GY574      Half Unit
Politics of Environment and Development

This information is for the 2022/23 session.

Teacher responsible

Dr Kasia Paprocki STC 4.21b and Dr Julia Corwin STC 4.14

Availability

This course is compulsory on the MPhil/PhD in Environmental Policy and Development. This course is not available as an outside option.

Course content

This course explores key themes at the intersection of development and environmental politics. Specifically, the course is centred on the applications of political ecology, critical development studies, and materialist human geography to topics in environment and development. In exploring the complex relationships between historical dynamics of development, inequality, and the environment, it covers a range of important natural resource and environmental issues, such as climate change, conservation, waste, and environmental social movements.

Teaching

In the Department of Geography and Environment, teaching will be delivered through a combination of classes/seminars, pre-recorded lectures, live online lectures, in-person lectures and other supplementary interactive live activities.

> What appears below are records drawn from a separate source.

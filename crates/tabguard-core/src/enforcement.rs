use tracing::{debug, warn};

use crate::admission::AdmissionTag;
use crate::config::LimitConfig;
use crate::host::{AlertSink, TabHost};
use crate::ids::TabId;
use crate::template::render_alert;

#[derive(Debug, Clone, PartialEq, Eq)]
pub struct Enforcement {
    pub tab_id: TabId,
    pub tag: AdmissionTag,
    pub alert: Option<String>,
}

impl Enforcement {
    pub fn plan(tab_id: TabId, tag: AdmissionTag, config: &LimitConfig) -> Self {
        let alert = config
            .display_alert
            .then(|| render_alert(&config.alert_message, tag, config));
        Self { tab_id, tag, alert }
    }
}

#[derive(Debug, Clone, Copy, PartialEq, Eq, Default)]
pub struct EnforcementReport {
    pub alerted: bool,
    pub closed: bool,
}

pub async fn enforce<H, A>(host: &H, alerts: &A, enforcement: &Enforcement) -> EnforcementReport
where
    H: TabHost + ?Sized,
    A: AlertSink + ?Sized,
{
    let mut report = EnforcementReport::default();

    if let Some(message) = &enforcement.alert {
        match alerts.alert(message).await {
            Ok(()) => report.alerted = true,
            Err(error) => warn!(tab_id = %enforcement.tab_id, %error, "failed to show alert"),
        }
    }

    match host.close_tab(enforcement.tab_id).await {
        Ok(()) => {
            report.closed = true;
            debug!(tab_id = %enforcement.tab_id, "closed tab over limit");
        }
        Err(error) => warn!(tab_id = %enforcement.tab_id, %error, "failed to close tab"),
    }

    report
}

#[cfg(test)]
mod tests {
    use async_trait::async_trait;

    use super::*;
    use crate::host::mock::{HostCall, MockHost};
    use crate::host::HostError;

    struct BrokenAlerts;

    #[async_trait]
    impl AlertSink for BrokenAlerts {
        async fn alert(&self, _message: &str) -> Result<(), HostError> {
            Err(HostError::Native("no modal available".to_owned()))
        }
    }

    #[test]
    fn plan_renders_alert_only_when_enabled() {
        let mut config = LimitConfig {
            max_total: 2,
            max_window: 5,
            alert_message: "Limit: {which}/{maxWhich}".to_owned(),
            ..LimitConfig::default()
        };

        let plan = Enforcement::plan(TabId(3), AdmissionTag::Total, &config);
        assert_eq!(plan.alert.as_deref(), Some("Limit: total/2"));

        config.display_alert = false;
        let plan = Enforcement::plan(TabId(3), AdmissionTag::Total, &config);
        assert_eq!(plan.alert, None);
    }

    #[tokio::test]
    async fn alert_precedes_close() {
        let host = MockHost::default();
        let plan = Enforcement {
            tab_id: TabId(9),
            tag: AdmissionTag::Window,
            alert: Some("too many".to_owned()),
        };

        let report = enforce(&host, &host, &plan).await;

        assert_eq!(
            report,
            EnforcementReport {
                alerted: true,
                closed: true
            }
        );
        assert_eq!(
            host.calls(),
            vec![
                HostCall::Alert("too many".to_owned()),
                HostCall::Closed(TabId(9)),
            ]
        );
    }

    #[tokio::test]
    async fn tab_is_closed_even_if_alert_fails() {
        let host = MockHost::default();
        let plan = Enforcement {
            tab_id: TabId(4),
            tag: AdmissionTag::Total,
            alert: Some("over".to_owned()),
        };

        let report = enforce(&host, &BrokenAlerts, &plan).await;

        assert!(!report.alerted);
        assert!(report.closed);
        assert_eq!(host.calls(), vec![HostCall::Closed(TabId(4))]);
    }
}
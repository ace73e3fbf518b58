use crate::ids::{TabId, WindowId};

#[derive(Debug, Clone, Copy, PartialEq, Eq)]
pub enum TabEvent {
    Created { tab_id: TabId, window_id: WindowId },
    Removed { tab_id: TabId, window_id: WindowId },
}

impl TabEvent {
    pub fn tab_id(&self) -> TabId {
        match self {
            Self::Created { tab_id, .. } | Self::Removed { tab_id, .. } => *tab_id,
        }
    }

    pub fn window_id(&self) -> WindowId {
        match self {
            Self::Created { window_id, .. } | Self::Removed { window_id, .. } => *window_id,
        }
    }
}
use std::env;
use std::path::PathBuf;
use std::time::Duration;

use tabguard_core::{EngineOptions, ParseSeedPolicyError, SeedPolicy, DEFAULT_CHECK_TIMEOUT};
use thiserror::Error;

const ENV_STORE: &str = "TABGUARD_STORE";
const ENV_SEED_POLICY: &str = "TABGUARD_SEED_POLICY";
const ENV_CHECK_TIMEOUT_MS: &str = "TABGUARD_CHECK_TIMEOUT_MS";

#[derive(Debug, Error)]
pub enum ConfigError {
    #[error("TABGUARD_SEED_POLICY: {0}")]
    SeedPolicy(#[from] ParseSeedPolicyError),
    #[error("TABGUARD_CHECK_TIMEOUT_MS must be a whole number of milliseconds, got {0:?}")]
    CheckTimeout(String),
    #[error("cannot resolve default store path: {0}")]
    StorePath(#[from] std::io::Error),
}

#[derive(Debug, Clone, PartialEq, Eq)]
pub struct AppConfig {
    pub store_path: PathBuf,
    pub seed_policy: SeedPolicy,
    pub check_timeout: Option<Duration>,
}

impl AppConfig {
    pub fn from_env() -> Result<Self, ConfigError> {
        Self::from_lookup(|key| env::var(key).ok())
    }

    fn from_lookup(lookup: impl Fn(&str) -> Option<String>) -> Result<Self, ConfigError> {
        let store_path = match lookup(ENV_STORE) {
            Some(path) if !path.trim().is_empty() => PathBuf::from(path),
            _ => default_store_path()?,
        };
        let seed_policy = match lookup(ENV_SEED_POLICY) {
            Some(value) => value.parse()?,
            None => SeedPolicy::default(),
        };
        let check_timeout = match lookup(ENV_CHECK_TIMEOUT_MS) {
            Some(value) => parse_timeout_ms(&value)?,
            None => Some(DEFAULT_CHECK_TIMEOUT),
        };

        Ok(Self {
            store_path,
            seed_policy,
            check_timeout,
        })
    }

    pub fn engine_options(&self) -> EngineOptions {
        EngineOptions {
            seed_policy: self.seed_policy,
            check_timeout: self.check_timeout,
        }
    }
}

fn parse_timeout_ms(value: &str) -> Result<Option<Duration>, ConfigError> {
    let millis: u64 = value
        .trim()
        .parse()
        .map_err(|_| ConfigError::CheckTimeout(value.to_owned()))?;
    Ok((millis > 0).then(|| Duration::from_millis(millis)))
}

fn default_store_path() -> Result<PathBuf, std::io::Error> {
    #[cfg(target_os = "macos")]
    {
        if let Some(home) = env::var_os("HOME") {
            return Ok(PathBuf::from(home)
                .join("Library")
                .join("Application Support")
                .join("Tabguard")
                .join("settings.json"));
        }
    }

    #[cfg(not(target_os = "macos"))]
    {
        if let Some(config_home) = env::var_os("XDG_CONFIG_HOME") {
            return Ok(PathBuf::from(config_home)
                .join("tabguard")
                .join("settings.json"));
        }
        if let Some(home) = env::var_os("HOME") {
            return Ok(PathBuf::from(home)
                .join(".config")
                .join("tabguard")
                .join("settings.json"));
        }
    }

    let cwd = env::current_dir()?;
    Ok(cwd.join("target").join("tabguard-settings.json"))
}
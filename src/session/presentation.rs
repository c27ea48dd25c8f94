//! Slide navigation state

use super::Rejected;

/// Position within the slide deck for one viewing
#[derive(Debug, Clone, PartialEq, Eq)]
pub struct PresentationState {
    current_index: usize,
    slide_count: usize,
}

impl PresentationState {
    /// Start a viewing at the first slide
    pub fn new(slide_count: usize) -> Self {
        Self {
            current_index: 0,
            slide_count,
        }
    }

    pub fn current_index(&self) -> usize {
        self.current_index
    }

    /// 1-based slide number for display
    pub fn current_number(&self) -> usize {
        self.current_index + 1
    }

    pub fn slide_count(&self) -> usize {
        self.slide_count
    }

    pub fn is_first(&self) -> bool {
        self.current_index == 0
    }

    pub fn is_last(&self) -> bool {
        self.current_index + 1 >= self.slide_count
    }

    /// The previous control is disabled on the first slide
    pub fn previous_enabled(&self) -> bool {
        !self.is_first()
    }

    /// "Next" and "begin quiz" are mutually exclusive: begin quiz only on the last slide
    pub fn next_visible(&self) -> bool {
        !self.is_last()
    }

    pub fn begin_quiz_visible(&self) -> bool {
        self.is_last()
    }

    /// Jump to `index`, leaving the position unchanged when it is out of range
    pub fn go_to(&mut self, index: usize) -> Result<(), Rejected> {
        if index >= self.slide_count {
            return Err(Rejected::SlideOutOfRange(index));
        }
        self.current_index = index;
        Ok(())
    }

    pub fn previous(&mut self) -> Result<(), Rejected> {
        match self.current_index.checked_sub(1) {
            Some(index) => self.go_to(index),
            None => Err(Rejected::SlideOutOfRange(0)),
        }
    }

    pub fn next(&mut self) -> Result<(), Rejected> {
        self.go_to(self.current_index + 1)
    }
}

This course is delivered through a combination of seminars and lectures across Lent Term.

This course includes a reading week in Week 6 of Lent Term.

Indicative reading

  • Robbins, P (2012), Political Ecology: A Critical Introduction, Oxford: Wiley-Blackwell
  • West, P (2006) Conservation is Our Government Now: The Politics of Ecology in Papua New Guinea. Durham: Duke University Press.
  • Sasser, JS (2018) On Infertile Ground: Population Control and Women’s Rights in the Era of Climate Change. New York: NYU Press.
  • Curley, A (2021) "Resources is just another word for colonialism." In M. Himley, E. Havice, & G. Valdivia (Eds.), The Routledge Handbook of Critical Resource Geography (pp. 79-89). London: Routledge.
  • Sealey-Huggins, L (2018) "'The Climate Crisis is a Racist Crisis': Structural Racism, Inequality and Climate Change." In A. Johnson, R. Joseph-Salisbury, & B. Kamunge (Eds.), The Fire Now: Anti-Racist Scholarship in Times of Explicit Racial Violence (pp. 99-113). London: Zed Books.

Assessment

Essay (100%, 6000 words) in the ST.

Key facts

Department: Geography and Environment

Total students 2021/22: 1

Average class size 2021/22: 1

Value: Half Unit

Guidelines for interpreting course guide information

Course selection videos

Some departments have produced short videos to introduce their courses. Please refer to the course selection videos index page for further information.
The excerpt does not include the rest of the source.